Even later, when Peter told me that despite his profession and his relatively dystopian assessment of the future we are heading for, he tells me he one day wants to live a life away from technology. He tells me that there is too much information available to governments and corporations these days, and that he hopes to explore a global world outside of that.
I agree that this sounds far preferable to a world resembling an Orwellian novel, but ask if that dream is becoming less realistic as our world becomes entwined with the digital.
“Without a doubt,” he tells me, “we will not be truly global until digital is the norm.”

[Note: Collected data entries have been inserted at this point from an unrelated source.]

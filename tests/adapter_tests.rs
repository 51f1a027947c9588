use absolute_rotation::{
    AbsoluteRotationVector, Clock, EVENT_NAME, Error, LogLevel, OrientationEvent, ScreenOrientation, SensorProvider,
    Settings, vector_from_quaternion,
};
use nalgebra::{UnitQuaternion, Vector3};
use parking_lot::Mutex;
use std::f32::consts::FRAC_PI_2;
use std::sync::Arc;
use std::sync::atomic::{AtomicBool, AtomicU64, Ordering};
use std::thread;

const EPSILON: f32 = 1e-5;

/// Rotation vector for a device held upright, facing a quarter turn east of north.
fn quarter_turn_east() -> [f32; 4] {
    let upright = UnitQuaternion::from_axis_angle(&Vector3::x_axis(), FRAC_PI_2);
    let turn = UnitQuaternion::from_axis_angle(&Vector3::z_axis(), -FRAC_PI_2);
    vector_from_quaternion(&(turn * upright))
}

#[derive(Clone, Default)]
struct StubProvider {
    registrations: Arc<Mutex<Vec<u32>>>,
}

impl SensorProvider for StubProvider {
    fn has_rotation_vector(&self) -> bool {
        true
    }

    fn register(&self, sampling_period_us: u32) -> Result<(), Error> {
        self.registrations.lock().push(sampling_period_us);
        Ok(())
    }

    fn unregister(&self) {}
}

/// Clock the test advances by hand.
#[derive(Clone, Default)]
struct ManualClock(Arc<Mutex<f64>>);

impl ManualClock {
    fn set(&self, now_ms: f64) {
        *self.0.lock() = now_ms;
    }
}

impl Clock for ManualClock {
    fn now_ms(&self) -> f64 {
        *self.0.lock()
    }
}

/// Clock that moves forward 1 ms on every reading.
#[derive(Default)]
struct TickingClock(AtomicU64);

impl Clock for TickingClock {
    fn now_ms(&self) -> f64 {
        self.0.fetch_add(1, Ordering::SeqCst) as f64
    }
}

type Delivered = Arc<Mutex<Vec<(String, OrientationEvent)>>>;

fn recording_sink(delivered: Delivered) -> impl Fn(&str, &OrientationEvent) -> Result<(), Error> {
    move |name: &str, event: &OrientationEvent| -> Result<(), Error> {
        delivered.lock().push((name.to_string(), *event));
        Ok(())
    }
}

/// Two samples 10 ms apart both reach the sink under the event name
#[test]
fn test_events_delivered_by_name() {
    let delivered = Delivered::default();
    let clock = ManualClock::default();
    let sensor = AbsoluteRotationVector::new(StubProvider::default(), recording_sink(delivered.clone()), clock.clone());
    sensor.start_updates().unwrap();

    let raw = quarter_turn_east();
    clock.set(1_000.0);
    sensor.on_sensor_changed(&raw, ScreenOrientation::Rotation0);
    clock.set(1_010.0);
    sensor.on_sensor_changed(&raw, ScreenOrientation::Rotation0);

    let delivered = delivered.lock();
    assert_eq!(delivered.len(), 2);
    assert!(delivered.iter().all(|(name, _)| name == EVENT_NAME));
    assert_eq!(delivered[0].1.timestamp, 1_000.0);
    assert_eq!(delivered[1].1.timestamp, 1_010.0);
    for (_, event) in delivered.iter() {
        assert!((event.x - FRAC_PI_2).abs() < EPSILON);
    }
}

/// Interval changes apply from the next sample without touching the last emission
#[test]
fn test_interval_change_mid_stream() {
    let delivered = Delivered::default();
    let clock = ManualClock::default();
    let sensor = AbsoluteRotationVector::new(StubProvider::default(), recording_sink(delivered.clone()), clock.clone());
    sensor.start_updates().unwrap();
    let raw = quarter_turn_east();

    clock.set(5.0);
    assert!(sensor.on_sensor_changed(&raw, ScreenOrientation::Rotation0).is_some());

    sensor.set_update_interval(100);
    clock.set(50.0);
    assert!(sensor.on_sensor_changed(&raw, ScreenOrientation::Rotation0).is_none());
    clock.set(105.0);
    assert!(sensor.on_sensor_changed(&raw, ScreenOrientation::Rotation0).is_some());

    assert_eq!(delivered.lock().len(), 2);
}

/// A sink that is not ready loses the event; the sample still used up its interval
#[test]
fn test_emit_failure_drops_event() {
    let ready = Arc::new(AtomicBool::new(false));
    let accepted = Arc::new(AtomicU64::new(0));
    let sink = {
        let ready = ready.clone();
        let accepted = accepted.clone();
        move |_name: &str, _event: &OrientationEvent| -> Result<(), Error> {
            if !ready.load(Ordering::SeqCst) {
                return Err(Error::EmitFailure("bridge not initialised".into()));
            }
            accepted.fetch_add(1, Ordering::SeqCst);
            Ok(())
        }
    };

    let clock = ManualClock::default();
    let settings = Settings {
        update_interval_ms: 10,
        log_level: LogLevel::Diagnostic,
    };
    let sensor = AbsoluteRotationVector::with_settings(StubProvider::default(), sink, clock.clone(), settings);
    sensor.start_updates().unwrap();
    let raw = quarter_turn_east();

    clock.set(10.0);
    assert!(sensor.on_sensor_changed(&raw, ScreenOrientation::Rotation0).is_none());

    // Not retried when the sink comes up inside the same interval
    ready.store(true, Ordering::SeqCst);
    clock.set(15.0);
    assert!(sensor.on_sensor_changed(&raw, ScreenOrientation::Rotation0).is_none());
    assert_eq!(accepted.load(Ordering::SeqCst), 0);

    clock.set(20.0);
    assert!(sensor.on_sensor_changed(&raw, ScreenOrientation::Rotation0).is_some());
    assert_eq!(accepted.load(Ordering::SeqCst), 1);
}

/// Invalid samples never reach the sink
#[test]
fn test_invalid_sample_not_delivered() {
    let delivered = Delivered::default();
    let clock = ManualClock::default();
    let sensor = AbsoluteRotationVector::new(StubProvider::default(), recording_sink(delivered.clone()), clock.clone());
    sensor.set_log_level(1);
    sensor.start_updates().unwrap();

    clock.set(1.0);
    assert!(sensor.on_sensor_changed(&[0.0, 0.0, 0.0, 0.0], ScreenOrientation::Rotation0).is_none());
    clock.set(2.0);
    assert!(sensor.on_sensor_changed(&[f32::NAN, 0.0, 0.0], ScreenOrientation::Rotation90).is_none());
    clock.set(3.0);
    assert!(sensor.on_sensor_changed(&[0.1], ScreenOrientation::Rotation180).is_none());

    assert!(delivered.lock().is_empty());
}

/// Stopping detaches the stream; restarting registers again at the current interval
#[test]
fn test_restart_reregisters() {
    let delivered = Delivered::default();
    let clock = ManualClock::default();
    let provider = StubProvider::default();
    let sensor = AbsoluteRotationVector::new(provider.clone(), recording_sink(delivered.clone()), clock.clone());
    let raw = quarter_turn_east();

    sensor.start_updates().unwrap();
    sensor.stop_updates();
    clock.set(10.0);
    assert!(sensor.on_sensor_changed(&raw, ScreenOrientation::Rotation0).is_none());

    sensor.set_update_interval(20);
    sensor.start_updates().unwrap();
    clock.set(30.0);
    assert!(sensor.on_sensor_changed(&raw, ScreenOrientation::Rotation0).is_some());

    assert_eq!(*provider.registrations.lock(), vec![0, 20_000]);
}

/// Samples delivered from several threads are throttled as one stream
#[test]
fn test_concurrent_delivery() {
    let delivered = Delivered::default();
    let settings = Settings {
        update_interval_ms: 10,
        ..Default::default()
    };
    let sensor = Arc::new(AbsoluteRotationVector::with_settings(
        StubProvider::default(),
        recording_sink(delivered.clone()),
        TickingClock::default(),
        settings,
    ));
    sensor.start_updates().unwrap();
    let raw = quarter_turn_east();

    let handles: Vec<_> = (0..4)
        .map(|_| {
            let sensor = Arc::clone(&sensor);
            thread::spawn(move || {
                for _ in 0..250 {
                    sensor.on_sensor_changed(&raw, ScreenOrientation::Rotation0);
                }
            })
        })
        .collect();
    for handle in handles {
        handle.join().unwrap();
    }

    // Creation read t=0; the 1000 samples read t=1..=1000
    let mut timestamps: Vec<f64> = delivered.lock().iter().map(|(_, e)| e.timestamp).collect();
    timestamps.sort_by(f64::total_cmp);
    let expected: Vec<f64> = (1..=100).map(|i| (i * 10) as f64).collect();
    assert_eq!(timestamps, expected);
}

/// Event payload carries exactly the fields the host reads
#[test]
fn test_event_payload_fields() -> Result<(), Box<dyn std::error::Error>> {
    let event = OrientationEvent {
        x: 0.5,
        y: -0.25,
        z: 1.0,
        timestamp: 1_700_000_000_000.0,
    };

    let mut writer = csv::Writer::from_writer(Vec::new());
    writer.serialize(event)?;
    let text = String::from_utf8(writer.into_inner()?)?;

    let mut lines = text.lines();
    assert_eq!(lines.next(), Some("x,y,z,timestamp"));
    assert_eq!(lines.next(), Some("0.5,-0.25,1.0,1700000000000.0"));
    Ok(())
}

Julie too has become acutely aware of the issues surrounding the growth of the internet. She can see that people being left out of the online world is a problem, she can see that there are potential downsides to our aim for increased connectivity, but actually knowing what to do about it differs greatly from being able to recognise it.
“The only thing I would say about remedying the deepening divide, with those groups who are significantly excluded, and we know it tracks along socioeconomic and age and also disability, that any programs designed to address that group have to be explosive- not explosive- well, yes explosive, because you do have to somehow get these people connected.”

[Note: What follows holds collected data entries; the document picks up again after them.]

//! Arena bounds and the sparse spatial map
//!
//! The map is the only record of what is where. It keeps an insertion-ordered
//! index next to the hash lookup so that enumerating robots is deterministic.

use std::collections::HashMap;

use rand::Rng;

use super::state::{Coord, EntityKind};

/// The playable interior; walls sit on row 0, row `rows + 1`, column 0 and column `cols + 1`
#[derive(Debug, Clone, Copy, PartialEq, Eq)]
pub struct Arena {
    pub rows: i32,
    pub cols: i32,
}

impl Arena {
    pub const fn new(rows: i32, cols: i32) -> Self {
        Self { rows, cols }
    }

    /// Whether `coord` is a playable interior cell
    pub fn contains(&self, coord: Coord) -> bool {
        (1..=self.rows).contains(&coord.row) && (1..=self.cols).contains(&coord.col)
    }

    /// Whether `coord` is at least `margin` cells away from every wall
    pub fn contains_with_margin(&self, coord: Coord, margin: i32) -> bool {
        (1 + margin..=self.rows - margin).contains(&coord.row)
            && (1 + margin..=self.cols - margin).contains(&coord.col)
    }

    pub fn center(&self) -> Coord {
        Coord::new((self.rows + 1) / 2, (self.cols + 1) / 2)
    }

    /// Minimum per-axis teleport distance
    pub fn teleport_span(&self) -> (i32, i32) {
        (self.rows / 3, self.cols / 3)
    }

    /// Uniformly random interior cell at least `margin` from the walls
    pub fn random_cell<R: Rng>(&self, rng: &mut R, margin: i32) -> Option<Coord> {
        let (rows, cols) = (1 + margin..=self.rows - margin, 1 + margin..=self.cols - margin);
        if rows.is_empty() || cols.is_empty() {
            return None;
        }
        Some(Coord::new(rng.random_range(rows), rng.random_range(cols)))
    }

    /// All interior cells at least `margin` from the walls, row-major
    pub fn cells(&self, margin: i32) -> Vec<Coord> {
        let mut cells = Vec::new();
        for row in 1 + margin..=self.rows - margin {
            for col in 1 + margin..=self.cols - margin {
                cells.push(Coord::new(row, col));
            }
        }
        cells
    }

    /// Border cells, row-major
    pub fn wall_cells(&self) -> Vec<Coord> {
        let mut cells = Vec::new();
        for row in 0..=self.rows + 1 {
            for col in 0..=self.cols + 1 {
                let coord = Coord::new(row, col);
                if !self.contains(coord) {
                    cells.push(coord);
                }
            }
        }
        cells
    }
}

/// Coordinate -> occupant, at most one occupant per cell
#[derive(Debug, Clone, Default)]
pub struct SpatialMap {
    cells: HashMap<Coord, EntityKind>,
    /// Occupied coordinates in first-placement order
    order: Vec<Coord>,
    /// Cells changed since the last `take_dirty`
    dirty: Vec<Coord>,
}

impl SpatialMap {
    pub fn new() -> Self {
        Self::default()
    }

    pub fn occupant_at(&self, coord: Coord) -> Option<EntityKind> {
        self.cells.get(&coord).copied()
    }

    pub fn is_empty_at(&self, coord: Coord) -> bool {
        !self.cells.contains_key(&coord)
    }

    /// Put `kind` at `coord`, replacing any previous occupant
    pub fn place(&mut self, coord: Coord, kind: EntityKind) {
        debug_assert!(kind != EntityKind::Wall, "walls are never stored");
        if self.cells.insert(coord, kind).is_none() {
            self.order.push(coord);
        }
        self.dirty.push(coord);
    }

    /// Empty `coord`
    pub fn clear(&mut self, coord: Coord) {
        if self.cells.remove(&coord).is_some() {
            self.order.retain(|c| *c != coord);
            self.dirty.push(coord);
        }
    }

    /// Remove every occupant (the caller repaints everything)
    pub fn clear_all(&mut self) {
        self.cells.clear();
        self.order.clear();
        self.dirty.clear();
    }

    pub fn count(&self, kind: EntityKind) -> usize {
        self.cells.values().filter(|k| **k == kind).count()
    }

    pub fn len(&self) -> usize {
        self.cells.len()
    }

    pub fn is_empty(&self) -> bool {
        self.cells.is_empty()
    }

    /// Coordinates holding `kind`, in placement order
    pub fn coordinates_of(&self, kind: EntityKind) -> Vec<Coord> {
        self.order
            .iter()
            .copied()
            .filter(|c| self.cells.get(c) == Some(&kind))
            .collect()
    }

    /// Every occupied cell, in placement order
    pub fn occupied(&self) -> impl Iterator<Item = (Coord, EntityKind)> + '_ {
        self.order.iter().map(|c| (*c, self.cells[c]))
    }

    /// Drain the cells changed since the last call, each reported once
    pub fn take_dirty(&mut self) -> Vec<Coord> {
        let mut dirty = std::mem::take(&mut self.dirty);
        dirty.sort();
        dirty.dedup();
        dirty
    }
}

#[cfg(test)]
mod tests {
    use super::*;
    use proptest::prelude::*;

    #[test]
    fn test_place_overwrites_and_clear_removes() {
        let mut map = SpatialMap::new();
        let c = Coord::new(2, 3);
        map.place(c, EntityKind::Robot);
        map.place(c, EntityKind::Junk);
        assert_eq!(map.occupant_at(c), Some(EntityKind::Junk));
        assert_eq!(map.len(), 1);

        map.clear(c);
        assert_eq!(map.occupant_at(c), None);
        assert!(map.is_empty());
        assert!(map.coordinates_of(EntityKind::Junk).is_empty());
    }

    #[test]
    fn test_coordinates_of_keeps_placement_order() {
        let mut map = SpatialMap::new();
        let a = Coord::new(5, 5);
        let b = Coord::new(1, 1);
        let c = Coord::new(3, 9);
        map.place(a, EntityKind::Robot);
        map.place(b, EntityKind::Obstacle);
        map.place(c, EntityKind::Robot);
        assert_eq!(map.coordinates_of(EntityKind::Robot), vec![a, c]);

        // Overwriting keeps the original slot
        map.place(a, EntityKind::Junk);
        map.place(a, EntityKind::Robot);
        assert_eq!(map.coordinates_of(EntityKind::Robot), vec![a, c]);
        assert_eq!(map.count(EntityKind::Robot), 2);
        assert_eq!(map.count(EntityKind::Obstacle), 1);
    }

    #[test]
    fn test_dirty_cells_reported_once() {
        let mut map = SpatialMap::new();
        let c = Coord::new(2, 2);
        map.place(c, EntityKind::Robot);
        map.clear(c);
        map.place(Coord::new(1, 1), EntityKind::Junk);
        assert_eq!(map.take_dirty(), vec![Coord::new(1, 1), c]);
        assert!(map.take_dirty().is_empty());

        // Clearing an empty cell changes nothing
        map.clear(Coord::new(4, 4));
        assert!(map.take_dirty().is_empty());
    }

    #[test]
    fn test_arena_bounds() {
        let arena = Arena::new(5, 5);
        assert!(arena.contains(Coord::new(1, 1)));
        assert!(arena.contains(Coord::new(5, 5)));
        assert!(!arena.contains(Coord::new(0, 3)));
        assert!(!arena.contains(Coord::new(3, 6)));
        assert_eq!(arena.center(), Coord::new(3, 3));
        assert_eq!(arena.cells(1).len(), 9);
        assert_eq!(arena.wall_cells().len(), 7 * 7 - 25);
        assert!(arena.contains_with_margin(Coord::new(2, 4), 1));
        assert!(!arena.contains_with_margin(Coord::new(1, 3), 1));
    }

    proptest! {
        #[test]
        fn prop_index_matches_cells(ops in prop::collection::vec((1i32..6, 1i32..6, 0u8..4), 0..60)) {
            let mut map = SpatialMap::new();
            for (row, col, op) in ops {
                let c = Coord::new(row, col);
                match op {
                    0 => map.place(c, EntityKind::Robot),
                    1 => map.place(c, EntityKind::Junk),
                    2 => map.place(c, EntityKind::Obstacle),
                    _ => map.clear(c),
                }
            }
            let listed: Vec<_> = map.occupied().collect();
            prop_assert_eq!(listed.len(), map.len());
            for (c, kind) in listed {
                prop_assert_eq!(map.occupant_at(c), Some(kind));
            }
            let robots = map.coordinates_of(EntityKind::Robot);
            prop_assert_eq!(robots.len(), map.count(EntityKind::Robot));
        }
    }
}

Which highlights the biggest issue that faces anybody trying to bridge the digital divide; if those people left behind don’t have the means or the desire to climb the mountain, something needs to be done to help them up.
I had to go through the Department of Immigration website with a fine tooth comb to find a piece of information I needed. After that I discovered that further information was only available over the phone or in person. I was heading into the city anyway so I thought I’d pop in and see if I could get any help. After waiting in line for as long as my visa had left I finally got the front and was promptly told that there was a computer in the corner I could use to look up any information I needed.

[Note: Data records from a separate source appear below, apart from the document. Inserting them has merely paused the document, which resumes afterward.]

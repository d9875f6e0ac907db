//! Rendering seam
//!
//! The simulation never draws. After each tick [`present`] turns the map's
//! dirty cells into [`DrawRequest`]s and hands them, together with the status
//! lines, to whatever [`RenderAdapter`] is plugged in.

use std::io;

use crate::highscores::HighScores;
use crate::sim::{Arena, Coord, EntityKind, GamePhase, GameState};

/// Redraw one cell; `kind: None` blanks it
#[derive(Debug, Clone, Copy, PartialEq, Eq)]
pub struct DrawRequest {
    pub at: Coord,
    pub kind: Option<EntityKind>,
}

/// Output side of the game
pub trait RenderAdapter {
    /// Wipe the screen and draw the empty arena with its border
    fn clear_arena(&mut self, arena: Arena) -> io::Result<()>;

    fn draw(&mut self, request: DrawRequest) -> io::Result<()>;

    /// Replace the status area with `lines`
    fn status(&mut self, lines: &[String]) -> io::Result<()>;

    /// Full-screen text card (intro, game over)
    fn card(&mut self, title: &str, lines: &[String]) -> io::Result<()>;

    fn flush(&mut self) -> io::Result<()>;
}

/// Push everything that changed since the last call to `out`
pub fn present(state: &mut GameState, out: &mut dyn RenderAdapter) -> io::Result<()> {
    if state.full_redraw {
        out.clear_arena(state.rules.arena)?;
        for (at, kind) in state.map.occupied() {
            out.draw(DrawRequest {
                at,
                kind: Some(kind),
            })?;
        }
        // Everything is already on screen
        state.map.take_dirty();
        state.full_redraw = false;
    } else {
        for at in state.map.take_dirty() {
            out.draw(DrawRequest {
                at,
                kind: state.map.occupant_at(at),
            })?;
        }
    }

    out.status(&state.status_lines())?;
    out.flush()
}

/// Lines for the title card shown before the first level
pub fn intro_lines(state: &GameState) -> Vec<String> {
    let rules = &state.rules;
    vec![
        format!(
            "{} robots, {} more each level, skill {}",
            rules.start_robots,
            rules.robots_per_level,
            rules.skill.as_str()
        ),
        String::new(),
        "Move     h j k l y u b n or arrows".to_string(),
        "Wait     . w or space".to_string(),
        format!("Teleport t ({} per level)", rules.teleports),
        "EMP      e (once per level)".to_string(),
        "Repeat   r, then a move".to_string(),
        "Quit     q".to_string(),
        String::new(),
        "Press any key".to_string(),
    ]
}

/// Lines for the end-of-game card
pub fn game_over_lines(state: &GameState, scores: &HighScores, rank: Option<usize>) -> Vec<String> {
    let mut lines = vec![format!(
        "Final score {} on level {}",
        state.score(),
        state.level.number
    )];
    match (rank, scores.top_score()) {
        (Some(rank), _) => lines.push(format!("New high score, rank {rank}!")),
        (None, Some(best)) => lines.push(format!("Best to beat: {best}")),
        (None, None) => {}
    }
    lines.push(String::new());
    lines.push(format!("Top scores ({})", scores.skill.as_str()));
    if scores.is_empty() {
        lines.push("(none yet)".to_string());
    } else {
        lines.extend(scores.lines());
    }
    lines
}

/// Card title for a finished game
pub fn game_over_title(phase: GamePhase) -> &'static str {
    match phase {
        GamePhase::Quit => "GAME ENDED",
        _ => "GAME OVER",
    }
}
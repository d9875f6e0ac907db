//! Deterministic simulation module
//!
//! All gameplay logic lives here. This module must be pure and deterministic:
//! - One input event per tick, fully resolved before the next
//! - Seeded RNG only
//! - Stable iteration order (map placement order)
//! - No rendering or platform dependencies

pub mod collision;
pub mod level;
pub mod map;
pub mod player;
pub mod robots;
pub mod score;
pub mod state;
pub mod tick;

pub use collision::{Outcome, Resolution, Target, resolve};
pub use level::start_level;
pub use map::{Arena, SpatialMap};
pub use player::{Command, Direction, PlayerAction};
pub use robots::{StepResult, step_robots};
pub use score::{ScoreEvent, ScoringLedger};
pub use state::{
    Coord, EntityKind, GameEvent, GamePhase, GameState, LevelState, RepeatMode, Rules,
};
pub use tick::{TickInput, TickSummary, tick};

I’m pretty tech savvy. Being from England I also speak fluent English, and was one hundred percent sure I had already looked through every possible relevant page on the website. I can’t imagine what that must be like for a non-English speaker, or a person who struggles to use Google to find banana cake recipes, let alone navigate the complex web of a government designed website.
“All the things like Centre link are online now so if the government are expecting people who are using human services to do it online they have to work on inclusion,” Julie says.
“That’s been the separation because the government’s gone full steam ahead with digitalizing all their services but their clients aren’t necessarily up with the program.”
I remembered watching Norma and Adele struggling with Microsoft Word, a program I have been able to use since I was six, and I think about how they told me they struggled to work out how to put their pensions through each fortnight.
“We wouldn’t give a toddler an axe to cut up a log and just leave it to it,” John says, laughing, “They either need to make the services easier or they need to provide proper training.”
John is right. The services either need to become far more accessible for people, or the people need to be given the training to use the services. A short term investment in either one would have huge economic advantages for Australia. Those who are connected online are included in our world, they need not rely on what are fast becoming remnants of the old world, they are active members of our society.
So whether it is a case of sending a few people down from the top of the mountain to lay out ropes and ladders for those at the bottom, or whether it is bringing the village closer to the ground. The digital divide needs to close and the mountain in the back of the garden needs to have everyone at the summit.